A global internet outage on Thursday downed tens of thousands of websites, including those of giant corporations like McDonald’s and Delta Airlines, according to companies that track web statistics.
But the company at the center of it says the downtime was not the result of a hack, data breach or other kind of malicious attack.
Internet infrastructure company Akamai said it has fixed the issue that it began investigating shortly after noon EST. The specific problem was with Akamai Edge DNS, a service that touts its ability to provide constant Domain Name System availability.
“Akamai can confirm this was not a cyberattack against Akamai’s platform,” the company said in a statement.
“A software configuration update triggered a bug in the DNS system, the system that directs browsers to websites,” the company said in a statement explaining what went wrong. “This caused a disruption impacting availability of some customer websites.”
Before the hour ended, Akamai said the problem had been resolved.
Other organizations and online services that endured reported outages included FedEx, Fidelity, Home Depot, HSBC, Playstation and the U.S. Securities and Exchange Commission.
Widespread internet outages often trigger panic and speculation about cyberattacks, but frequently, innocent technical issues at DNS providers are to blame, to the point that it’s the subject of a popular internet meme. The Domain Name System converts website name requests to internet protocol addresses.

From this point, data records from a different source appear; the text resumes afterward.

//! Cache backend that survives reloads through [`SessionStorage`].
//!
//! Layout under namespace `ns`:
//!
//! ```text
//! ns.itemCount : "<decimal count>"
//! ns.subjects  : {"<subject>": {"<key>": {"time": <epoch ms>, "value": ...}}}
//! ```

use parking_lot::Mutex;
use std::sync::Arc;
use tempid_types::{ResolvedValue, StorageError, Subject, TempKey};

use super::{CacheIndex, CacheLimits, Clock, SessionStorage, SubjectMap, SystemClock, TempIdCache};

/// Write-through mirror of a [`CacheIndex`] in session storage.
pub struct PersistentCache<S: SessionStorage> {
    index: Mutex<CacheIndex>,
    storage: S,
    namespace: String,
    clock: Arc<dyn Clock>,
}

impl<S: SessionStorage> PersistentCache<S> {
    /// Opens the cache, rehydrating whatever `storage` holds under `namespace`.
    ///
    /// Missing or unreadable state starts an empty cache.
    pub fn open(storage: S, namespace: impl Into<String>, limits: CacheLimits) -> Self {
        Self::open_with_clock(storage, namespace, limits, Arc::new(SystemClock))
    }

    pub fn open_with_clock(
        storage: S,
        namespace: impl Into<String>,
        limits: CacheLimits,
        clock: Arc<dyn Clock>,
    ) -> Self {
        let namespace = namespace.into();
        let index = match read_session(&storage, &namespace) {
            Ok(Some(subjects)) => {
                let index = CacheIndex::from_subjects(subjects, limits);
                tracing::debug!(
                    "[TempIdCache] Restored {} entries from session storage '{}'",
                    index.len(),
                    namespace
                );
                index
            },
            Ok(None) => CacheIndex::new(limits),
            Err(e) => {
                tracing::warn!(
                    "[TempIdCache] Discarding unreadable session cache '{}': {}",
                    namespace,
                    e
                );
                CacheIndex::new(limits)
            },
        };
        Self { index: Mutex::new(index), storage, namespace, clock }
    }

    fn save_session(&self, index: &CacheIndex) {
        if let Err(e) = write_session(&self.storage, &self.namespace, index) {
            tracing::warn!("[TempIdCache] Failed to persist session cache: {}", e);
        }
    }
}

fn subjects_key(namespace: &str) -> String {
    format!("{}.subjects", namespace)
}

fn item_count_key(namespace: &str) -> String {
    format!("{}.itemCount", namespace)
}

fn read_session<S: SessionStorage>(
    storage: &S,
    namespace: &str,
) -> Result<Option<SubjectMap>, StorageError> {
    let Some(raw) = storage.get_item(&subjects_key(namespace))? else {
        return Ok(None);
    };
    let subjects: Option<SubjectMap> = serde_json::from_str(&raw)
        .map_err(|e| StorageError::Corrupt { message: e.to_string() })?;
    let Some(subjects) = subjects else {
        return Ok(None);
    };

    let stored_count = storage
        .get_item(&item_count_key(namespace))?
        .and_then(|raw| raw.trim().parse::<usize>().ok());
    let actual_count: usize = subjects.values().map(std::collections::HashMap::len).sum();
    if stored_count != Some(actual_count) {
        tracing::debug!(
            "[TempIdCache] Stored item count {:?} disagrees with {} stored entries, recounting",
            stored_count,
            actual_count
        );
    }
    Ok(Some(subjects))
}

fn write_session<S: SessionStorage>(
    storage: &S,
    namespace: &str,
    index: &CacheIndex,
) -> Result<(), StorageError> {
    let subjects = serde_json::to_string(index.subjects())
        .map_err(|e| StorageError::Write { path: namespace.to_string(), message: e.to_string() })?;
    storage.set_item(&subjects_key(namespace), &subjects)?;
    storage.set_item(&item_count_key(namespace), &index.len().to_string())
}

fn remove_session<S: SessionStorage>(storage: &S, namespace: &str) -> Result<(), StorageError> {
    storage.remove_item(&subjects_key(namespace))?;
    storage.remove_item(&item_count_key(namespace))
}

impl<S: SessionStorage> TempIdCache for PersistentCache<S> {
    fn get_value(&self, subject: &Subject, key: &TempKey) -> Option<ResolvedValue> {
        self.index.lock().get(subject, key).cloned()
    }

    fn set_value(&self, subject: &Subject, key: &TempKey, value: ResolvedValue) {
        let now = self.clock.now_millis();
        let mut index = self.index.lock();
        index.insert(subject, key, value, now);
        self.save_session(&index);
    }

    fn clear_value(&self, subject: Option<&Subject>, key: &TempKey) {
        let mut index = self.index.lock();
        let removed = index.remove(subject, key);
        tracing::debug!("[TempIdCache] Invalidated {} entries for key {}", removed, key);
        self.save_session(&index);
    }

    fn len(&self) -> usize {
        self.index.lock().len()
    }

    fn clear(&self) {
        let mut index = self.index.lock();
        index.clear();
        if let Err(e) = remove_session(&self.storage, &self.namespace) {
            tracing::warn!("[TempIdCache] Failed to remove session cache: {}", e);
        }
    }
}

Those outages also feature amateur sleuthing about which companies are responsible, and early suspicions this time focused on Oracle and Akamai. “We are monitoring a global issue related to a partner Edge DNS provider that is impacting access to many internet resources, including Oracle cloud properties,” Oracle said. “Resources within the Oracle cloud are continuing to run and are not impacted by this event.
Cloudflare, which also offers a DNS service and is no stranger to outages, extended its sympathies.